I personally believe a course designed should not be very complicated in terms of its functions containing too many branches and layers. Depending on the course subject and theme as well as the authoring tool used, we must choose the simplest possible way to avoid any confusion.

Sufficient guidance in how to use and what to look for in the course should be provided as an option to learners. Those who feel they need to go through it can choose to do so, while some others might feel otherwise. Giving the learners control/option rather than forcing them to follow the pages might be more demotivating; nonetheless, I agree with Ethan that the guide should be as succinct as possible.

In addition, in case there are many pages in a course, adding a progress indicator can be very helpful to indicate to the learners how much or which parts of the course they have completed. This can be done is some very visually creative ways depending on your preference.

Learning Objectives

We were taught to write and add the learning objectives at the beginning of each course following Bloom’s taxonomy. I agree with Ethan that we shouldn’t place a list of them in this manner at the beginning of each course. In fact, I’ve seen very long lists too. However, I don’t think we should do away with or hide them, but we can write a more effective and succinct list as it’s important that learners know what they can achieve in a course. In other words, the learning objectives can be written in response to question “why they should do this course.” I suggest that we phrase the objectives in a manner that they relate to real-life experience. Adult learners, in particular, need to know the immediate value of a course. Setting micro-results that are tangible to learners can be motivating to them. Based on Knowles’ Andragogy, adults are self-directed and need to know why the need to learn something.

In an earlier post, I shared that I ask the SMEs what skills the learners are expected to demonstrate after completing the course. Hence, stating the objectives in relation to these skills can be more tangible to the learners in helping them realize the effectiveness of the course. What matters to the learners most is how applicable it can be in their daily life.

Letting the learners know why they are doing the course and what they can gain from it is more motivating than listing learning objectives which don’t resonate real-based meaning.

Review Cycle

While we might think the learners can repeat the lessons any time they want, we would be able to create a more effective eLearning if we include a review cycle in our courses. This can be done through different techniques, one of which is linking previously mentioned important points to the new concepts. This helps the learners retain the information by referring to their schema. Another method is helping the learners connect the dots themselves, which will provide a more meaningful learning experience for them. We should either connect the dots for them or provide activities/ questions that help them do it by themselves. This can also be done through examples, images, and videos. In other words using incremental learning techniques.

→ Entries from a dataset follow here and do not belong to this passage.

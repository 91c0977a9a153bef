// Vulkan rendering instance
//
// This holds the common instance level state: the entry loader, the
// instance itself, and the debug reporting hookup.

use ash::extensions::ext;
use ash::{vk, Entry};

use crate::window::WindowSystem;
use crate::{CreateInfo, Result, SquallError};

use std::ffi::{CStr, CString};
use std::os::raw::c_void;

// this happy little debug callback prints any errors/warnings the
// validation layers throw at us
unsafe extern "system" fn vulkan_debug_callback(
    message_severity: vk::DebugUtilsMessageSeverityFlagsEXT,
    message_types: vk::DebugUtilsMessageTypeFlagsEXT,
    p_callback_data: *const vk::DebugUtilsMessengerCallbackDataEXT,
    _p_user_data: *mut c_void,
) -> u32 {
    let msg = CStr::from_ptr(p_callback_data.as_ref().unwrap().p_message);

    if message_severity.contains(vk::DebugUtilsMessageSeverityFlagsEXT::ERROR) {
        log::error!("[VK][{:?}] {:?}", message_types, msg);
    } else {
        log::debug!("[VK][{:?}][{:?}] {:?}", message_severity, message_types, msg);
    }

    vk::FALSE
}

/// A Vulkan Instance
///
/// This is our basic vulkan session. Devices and surfaces are created
/// from this, and it must outlive both of them.
pub struct Instance {
    /// debug callback sugar mentioned earlier
    debug: Option<(ext::DebugUtils, vk::DebugUtilsMessengerEXT)>,

    /// the entry just loads function pointers from the dynamic library
    pub(crate) loader: Entry,
    /// the big vulkan instance.
    pub(crate) inst: ash::Instance,
}

impl Instance {
    /// Creates a new debug reporter and registers our function
    /// for debug callbacks so we get nice error messages
    fn setup_debug(
        entry: &Entry,
        instance: &ash::Instance,
    ) -> Result<(ext::DebugUtils, vk::DebugUtilsMessengerEXT)> {
        let debug_info = vk::DebugUtilsMessengerCreateInfoEXT::builder()
            .message_severity(
                vk::DebugUtilsMessageSeverityFlagsEXT::ERROR
                    | vk::DebugUtilsMessageSeverityFlagsEXT::WARNING
                    | vk::DebugUtilsMessageSeverityFlagsEXT::INFO,
            )
            .message_type(
                vk::DebugUtilsMessageTypeFlagsEXT::GENERAL
                    | vk::DebugUtilsMessageTypeFlagsEXT::PERFORMANCE
                    | vk::DebugUtilsMessageTypeFlagsEXT::VALIDATION,
            )
            .pfn_user_callback(Some(vulkan_debug_callback));

        let dr_loader = ext::DebugUtils::new(entry, instance);
        let callback = unsafe {
            dr_loader
                .create_debug_utils_messenger(&debug_info, None)
                .or(Err(SquallError::INVALID))?
        };
        Ok((dr_loader, callback))
    }

    /// Create a vkInstance
    ///
    /// The instance extension list comes from the window system
    /// collaborator, since it knows what platform surface extension
    /// it needs. We only ever add debug utils on top of that.
    pub fn new(info: &CreateInfo, win: &dyn WindowSystem) -> Result<Self> {
        let entry = Entry::linked();
        let app_name = CString::new(info.app_name.as_str()).or(Err(SquallError::INVALID))?;

        let layer_names: Vec<CString> = if info.enable_validation {
            vec![CString::new("VK_LAYER_KHRONOS_validation").unwrap()]
        } else {
            Vec::new()
        };
        let layer_names_raw: Vec<*const i8> = layer_names
            .iter()
            .map(|raw_name: &CString| raw_name.as_ptr())
            .collect();

        let ext_names = win.instance_extensions()?;
        let mut extension_names_raw: Vec<*const i8> =
            ext_names.iter().map(|n| n.as_ptr()).collect();
        if info.enable_validation {
            extension_names_raw.push(ext::DebugUtils::name().as_ptr());
        }

        let appinfo = vk::ApplicationInfo::builder()
            .application_name(&app_name)
            .application_version(0)
            .engine_name(&app_name)
            .engine_version(0)
            .api_version(vk::API_VERSION_1_3)
            .build();

        let create_info = vk::InstanceCreateInfo::builder()
            .application_info(&appinfo)
            .enabled_layer_names(&layer_names_raw)
            .enabled_extension_names(&extension_names_raw)
            .build();

        let instance: ash::Instance = unsafe {
            entry
                .create_instance(&create_info, None)
                .or(Err(SquallError::NO_SUITABLE_DEVICE))?
        };

        let debug = if info.enable_validation {
            Some(Self::setup_debug(&entry, &instance)?)
        } else {
            None
        };

        Ok(Self {
            loader: entry,
            inst: instance,
            debug: debug,
        })
    }
}

impl Drop for Instance {
    fn drop(&mut self) {
        unsafe {
            if let Some((loader, callback)) = self.debug.take() {
                loader.destroy_debug_utils_messenger(callback, None);
            }
            self.inst.destroy_instance(None);
        }
    }
}
/// Visible opaque draws in submission order.
///
/// Returns indices into `ctx.opaque`, culled and stable sorted by
/// (pipeline, material, index buffer) so state changes between
/// consecutive draws collapse.
pub fn visible_sorted_opaque(ctx: &DrawContext, viewproj: &Matrix4<f32>) -> Vec<usize> {
    let mut draws: Vec<usize> = (0..ctx.opaque.len())
        .filter(|i| is_visible(&ctx.opaque[*i], viewproj))
        .collect();

    draws.sort_by_key(|i| {
        let obj = &ctx.opaque[*i];
        (
            obj.pipeline.as_raw(),
            obj.material.0,
            obj.index_buffer.as_raw(),
        )
    });

    draws
}
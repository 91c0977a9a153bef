// Descriptor set machinery
//
// Three pieces: a layout builder backed by a cache keyed on the
// normalized binding list, a growable pool-of-pools allocator, and a
// write batcher that commits a group of image/buffer writes to one
// set.

use ash::vk;
use std::collections::HashMap;

use crate::{Result, SquallError};

/// Hard cap on pool growth.
const MAX_SETS_PER_POOL: u32 = 4092;

/// Next pool size after a reallocation: half again as large,
/// clamped at the cap.
pub fn grow_sets_per_pool(current: u32) -> u32 {
    let next = (current as f32 * 1.5) as u32;
    next.min(MAX_SETS_PER_POOL)
}

/// One binding in a layout under construction.
type BindingEntry = (u32, vk::DescriptorType);

/// Accumulates bindings, then yields an immutable layout.
///
/// All bindings in one layout share a stage mask, which is passed at
/// build time.
pub struct DescLayoutBuilder {
    bindings: Vec<BindingEntry>,
}

impl DescLayoutBuilder {
    pub fn new() -> Self {
        Self {
            bindings: Vec::new(),
        }
    }

    pub fn add_binding(mut self, binding: u32, ty: vk::DescriptorType) -> Self {
        self.bindings.push((binding, ty));
        self
    }

    /// Build through the cache, reusing an identical layout if one
    /// already exists.
    pub fn build(
        self,
        dev: &ash::Device,
        cache: &mut DescLayoutCache,
        stages: vk::ShaderStageFlags,
    ) -> Result<vk::DescriptorSetLayout> {
        cache.get_or_create(dev, &self.bindings, stages)
    }
}

/// Layout cache keyed by (sorted bindings, stage mask).
pub struct DescLayoutCache {
    layouts: HashMap<(Vec<BindingEntry>, vk::ShaderStageFlags), vk::DescriptorSetLayout>,
}

impl DescLayoutCache {
    pub fn new() -> Self {
        Self {
            layouts: HashMap::new(),
        }
    }

    pub fn get_or_create(
        &mut self,
        dev: &ash::Device,
        bindings: &[BindingEntry],
        stages: vk::ShaderStageFlags,
    ) -> Result<vk::DescriptorSetLayout> {
        // normalize the key by binding index so declaration order
        // doesn't split the cache
        let mut key: Vec<BindingEntry> = bindings.to_vec();
        key.sort_by_key(|b| b.0);

        if let Some(layout) = self.layouts.get(&(key.clone(), stages)) {
            return Ok(*layout);
        }

        let vk_bindings: Vec<vk::DescriptorSetLayoutBinding> = key
            .iter()
            .map(|(binding, ty)| {
                vk::DescriptorSetLayoutBinding::builder()
                    .binding(*binding)
                    .descriptor_type(*ty)
                    .descriptor_count(1)
                    .stage_flags(stages)
                    .build()
            })
            .collect();

        let info = vk::DescriptorSetLayoutCreateInfo::builder().bindings(&vk_bindings);
        let layout = unsafe {
            dev.create_descriptor_set_layout(&info, None)
                .or(Err(SquallError::COULD_NOT_ALLOCATE_DESCRIPTOR))?
        };

        self.layouts.insert((key, stages), layout);
        Ok(layout)
    }

    pub fn destroy(&mut self, dev: &ash::Device) {
        for (_, layout) in self.layouts.drain() {
            unsafe {
                dev.destroy_descriptor_set_layout(layout, None);
            }
        }
    }
}

/// Relative weight of one descriptor type within a pool.
#[derive(Copy, Clone, Debug)]
pub struct PoolSizeRatio {
    pub ty: vk::DescriptorType,
    pub ratio: f32,
}

/// A growable descriptor allocator.
///
/// Sets come out of a `ready` pool; when one fills up it is parked on
/// the `full` list and a bigger replacement is created. Reset returns
/// every pool to `ready` and clears them, which is what the frame
/// ring does at the top of each frame.
pub struct DescAllocator {
    ratios: Vec<PoolSizeRatio>,
    ready: Vec<vk::DescriptorPool>,
    full: Vec<vk::DescriptorPool>,
    sets_per_pool: u32,
}

impl DescAllocator {
    fn create_pool(
        dev: &ash::Device,
        set_count: u32,
        ratios: &[PoolSizeRatio],
    ) -> Result<vk::DescriptorPool> {
        let sizes: Vec<vk::DescriptorPoolSize> = ratios
            .iter()
            .map(|r| {
                vk::DescriptorPoolSize::builder()
                    .ty(r.ty)
                    .descriptor_count((r.ratio * set_count as f32) as u32)
                    .build()
            })
            .collect();

        let info = vk::DescriptorPoolCreateInfo::builder()
            .pool_sizes(&sizes)
            .max_sets(set_count);

        unsafe {
            dev.create_descriptor_pool(&info, None)
                .or(Err(SquallError::COULD_NOT_ALLOCATE_DESCRIPTOR))
        }
    }

    pub fn new(dev: &ash::Device, max_sets: u32, ratios: &[PoolSizeRatio]) -> Result<Self> {
        let first = Self::create_pool(dev, max_sets, ratios)?;

        Ok(Self {
            ratios: ratios.to_vec(),
            ready: vec![first],
            full: Vec::new(),
            sets_per_pool: grow_sets_per_pool(max_sets),
        })
    }

    fn get_pool(&mut self, dev: &ash::Device) -> Result<vk::DescriptorPool> {
        match self.ready.pop() {
            Some(pool) => Ok(pool),
            None => {
                let pool = Self::create_pool(dev, self.sets_per_pool, &self.ratios)?;
                self.sets_per_pool = grow_sets_per_pool(self.sets_per_pool);
                Ok(pool)
            }
        }
    }

    /// Allocate one set with `layout`.
    ///
    /// On OUT_OF_POOL_MEMORY or FRAGMENTED_POOL the pool is retired
    /// to the full list and the allocation retried on a fresh pool.
    pub fn allocate(
        &mut self,
        dev: &ash::Device,
        layout: vk::DescriptorSetLayout,
    ) -> Result<vk::DescriptorSet> {
        let mut pool = self.get_pool(dev)?;
        let layouts = [layout];

        let info = vk::DescriptorSetAllocateInfo::builder()
            .descriptor_pool(pool)
            .set_layouts(&layouts)
            .build();

        let set = match unsafe { dev.allocate_descriptor_sets(&info) } {
            Ok(sets) => sets[0],
            Err(vk::Result::ERROR_OUT_OF_POOL_MEMORY) | Err(vk::Result::ERROR_FRAGMENTED_POOL) => {
                self.full.push(pool);

                pool = self.get_pool(dev)?;
                let retry_info = vk::DescriptorSetAllocateInfo::builder()
                    .descriptor_pool(pool)
                    .set_layouts(&layouts)
                    .build();

                unsafe {
                    dev.allocate_descriptor_sets(&retry_info)
                        .or(Err(SquallError::COULD_NOT_ALLOCATE_DESCRIPTOR))?[0]
                }
            }
            Err(_) => return Err(SquallError::COULD_NOT_ALLOCATE_DESCRIPTOR),
        };

        self.ready.push(pool);
        Ok(set)
    }

    /// Reset every pool and return the full ones to ready.
    pub fn reset(&mut self, dev: &ash::Device) {
        unsafe {
            for p in self.ready.iter() {
                let _ = dev.reset_descriptor_pool(*p, vk::DescriptorPoolResetFlags::empty());
            }
            for p in self.full.drain(..) {
                let _ = dev.reset_descriptor_pool(p, vk::DescriptorPoolResetFlags::empty());
                self.ready.push(p);
            }
        }
    }

    /// Dispose of every pool. Sets allocated from them die with the
    /// pools.
    pub fn destroy(&mut self, dev: &ash::Device) {
        unsafe {
            for p in self.ready.drain(..) {
                dev.destroy_descriptor_pool(p, None);
            }
            for p in self.full.drain(..) {
                dev.destroy_descriptor_pool(p, None);
            }
        }
    }
}

/// One pending descriptor write.
enum WriteRecord {
    Image {
        binding: u32,
        view: vk::ImageView,
        sampler: vk::Sampler,
        layout: vk::ImageLayout,
        ty: vk::DescriptorType,
    },
    Buffer {
        binding: u32,
        buffer: vk::Buffer,
        offset: vk::DeviceSize,
        range: vk::DeviceSize,
        ty: vk::DescriptorType,
    },
}

/// Accumulates writes, then commits them to a single set.
///
/// Records are append-only; the vulkan info structs are materialized
/// at commit time, so nothing here dangles while the batch grows.
pub struct DescWriter {
    records: Vec<WriteRecord>,
}

impl DescWriter {
    pub fn new() -> Self {
        Self {
            records: Vec::new(),
        }
    }

    pub fn write_image(
        &mut self,
        binding: u32,
        view: vk::ImageView,
        sampler: vk::Sampler,
        layout: vk::ImageLayout,
        ty: vk::DescriptorType,
    ) {
        self.records.push(WriteRecord::Image {
            binding: binding,
            view: view,
            sampler: sampler,
            layout: layout,
            ty: ty,
        });
    }

    pub fn write_buffer(
        &mut self,
        binding: u32,
        buffer: vk::Buffer,
        offset: vk::DeviceSize,
        range: vk::DeviceSize,
        ty: vk::DescriptorType,
    ) {
        self.records.push(WriteRecord::Buffer {
            binding: binding,
            buffer: buffer,
            offset: offset,
            range: range,
            ty: ty,
        });
    }

    pub fn clear(&mut self) {
        self.records.clear();
    }

    /// Push the accumulated writes into `set`.
    pub fn update_set(&self, dev: &ash::Device, set: vk::DescriptorSet) {
        // the infos are built first so the write structs can point
        // at stable addresses inside these vectors
        let mut image_infos = Vec::new();
        let mut buffer_infos = Vec::new();

        for record in self.records.iter() {
            match record {
                WriteRecord::Image {
                    view,
                    sampler,
                    layout,
                    ..
                } => {
                    image_infos.push(
                        vk::DescriptorImageInfo::builder()
                            .sampler(*sampler)
                            .image_view(*view)
                            .image_layout(*layout)
                            .build(),
                    );
                }
                WriteRecord::Buffer {
                    buffer,
                    offset,
                    range,
                    ..
                } => {
                    buffer_infos.push(
                        vk::DescriptorBufferInfo::builder()
                            .buffer(*buffer)
                            .offset(*offset)
                            .range(*range)
                            .build(),
                    );
                }
            }
        }

        let mut writes = Vec::new();
        let mut image_idx = 0;
        let mut buffer_idx = 0;

        for record in self.records.iter() {
            match record {
                WriteRecord::Image { binding, ty, .. } => {
                    writes.push(
                        vk::WriteDescriptorSet::builder()
                            .dst_set(set)
                            .dst_binding(*binding)
                            .dst_array_element(0)
                            .descriptor_type(*ty)
                            .image_info(&image_infos[image_idx..image_idx + 1])
                            .build(),
                    );
                    image_idx += 1;
                }
                WriteRecord::Buffer { binding, ty, .. } => {
                    writes.push(
                        vk::WriteDescriptorSet::builder()
                            .dst_set(set)
                            .dst_binding(*binding)
                            .dst_array_element(0)
                            .descriptor_type(*ty)
                            .buffer_info(&buffer_infos[buffer_idx..buffer_idx + 1])
                            .build(),
                    );
                    buffer_idx += 1;
                }
            }
        }

        unsafe {
            dev.update_descriptor_sets(&writes, &[]);
        }
    }
}
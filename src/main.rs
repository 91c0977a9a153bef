// stratus - demo application for the squall renderer
//
// Opens an SDL window, loads one of the built in demo scenes, and
// runs the render loop until Escape or the window closes. The scene
// to show is picked by a single optional positional index.

mod camera;
mod demo;

use anyhow::Result;

fn main() -> Result<()> {
    env_logger::init();

    let scene_index: usize = std::env::args()
        .nth(1)
        .map(|arg| arg.parse())
        .transpose()?
        .unwrap_or(0)
        .min(demo::scene_count() - 1);

    run(scene_index)
}

#[cfg(not(feature = "sdl"))]
fn run(_scene_index: usize) -> Result<()> {
    anyhow::bail!("stratus was built without a window backend; rebuild with --features sdl");
}

#[cfg(feature = "sdl")]
fn run(scene_index: usize) -> Result<()> {
    use cgmath::{Deg, Matrix4, Vector3};
    use sdl2::event::{Event, WindowEvent};
    use sdl2::keyboard::Keycode;
    use squall::{CameraInfo, CreateInfo, SdlWindowSystem, Squall};

    let sdl = sdl2::init().map_err(anyhow::Error::msg)?;
    let video = sdl.video().map_err(anyhow::Error::msg)?;
    let window = video
        .window("stratus", 1700, 900)
        .vulkan()
        .resizable()
        .position_centered()
        .build()?;

    let info = CreateInfo::builder().app_name("stratus").build();
    let mut engine = Squall::new(&info, &SdlWindowSystem::new(&window))?;

    log::info!("loading demo scene {}", scene_index);
    let data = demo::build_scene(scene_index);
    let mut scene = engine.load_scene(&data)?;

    let mut cam = camera::Camera::new(Vector3::new(0.0, 0.0, 5.0));
    let mut event_pump = sdl.event_pump().map_err(anyhow::Error::msg)?;
    let mut last_frame = std::time::Instant::now();
    let mut spin = true;
    let mut effect = 0usize;

    'running: loop {
        for event in event_pump.poll_iter() {
            match event {
                Event::Quit { .. } => break 'running,
                Event::KeyDown {
                    keycode: Some(key), ..
                } => match key {
                    Keycode::Escape => break 'running,
                    Keycode::W => cam.velocity.z = -1.0,
                    Keycode::S => cam.velocity.z = 1.0,
                    Keycode::A => cam.velocity.x = -1.0,
                    Keycode::D => cam.velocity.x = 1.0,
                    Keycode::Space => spin = !spin,
                    Keycode::E => {
                        effect = (effect + 1) % engine.background_effect_count();
                        engine.set_background_effect(effect);
                    }
                    _ => {}
                },
                Event::KeyUp {
                    keycode: Some(key), ..
                } => match key {
                    Keycode::W | Keycode::S => cam.velocity.z = 0.0,
                    Keycode::A | Keycode::D => cam.velocity.x = 0.0,
                    _ => {}
                },
                Event::MouseMotion { xrel, yrel, .. } => {
                    cam.process_mouse(xrel as f32, yrel as f32);
                }
                Event::Window { win_event, .. } => match win_event {
                    WindowEvent::Resized(..) | WindowEvent::SizeChanged(..) => {
                        engine.request_resize(window.vulkan_drawable_size());
                    }
                    WindowEvent::Minimized => {
                        engine.request_resize((0, 0));
                    }
                    WindowEvent::Restored => {
                        engine.request_resize(window.vulkan_drawable_size());
                    }
                    _ => {}
                },
                _ => {}
            }
        }

        let now = std::time::Instant::now();
        let dt = now.duration_since(last_frame).as_secs_f32();
        last_frame = now;

        cam.update(dt);
        if spin {
            scene.rotate_top_nodes(Matrix4::from_angle_y(Deg(12.0 * dt)));
        }

        let camera_info = CameraInfo {
            view: cam.view_matrix(),
            fov_y: 70.0,
            near: 0.1,
            far: 10000.0,
        };

        engine.draw_frame(&mut scene, &camera_info, None)?;
    }

    Ok(())
}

I personally believe an online quiz is not sufficient to add challenge to the learners’ learning. The aim should therefore be to assist the learners in retaining and applying their knowledge in an authentic manner. Learning activities that simulate real-life challenges can be more effective. As Bransford et al. (qtd in Herrington, Reeves, & Oliver, 2010) argue “the eLearning course can provide ill-defined activities which have real-world relevance, and which present a simple complex task to be completed over a sustained period of time, rather than a series of shorter disconnected examples” [1].

I also suggest asking the learners create a concept map or infographic to help them monitor their own learning process.


Explanatory feedback which provides hints or reference to certain sections of the content can be more effective in helping the learners think in a higher level rather than stating a choice is right or wrong. In other words, stating the reason for a wrong choice/hint will be more helpful. I’ve seen quizzes or activities that contain quite a number of questions and just provide a right or wrong feedback/smiley or non-smiley face. Imagine the frustrated learner clicking on every option/tab to find the correct answer.


Herrington, J., Reeves, T., & Oliver, R. (2010). A guide to authentic e-learning. NY: Routledge.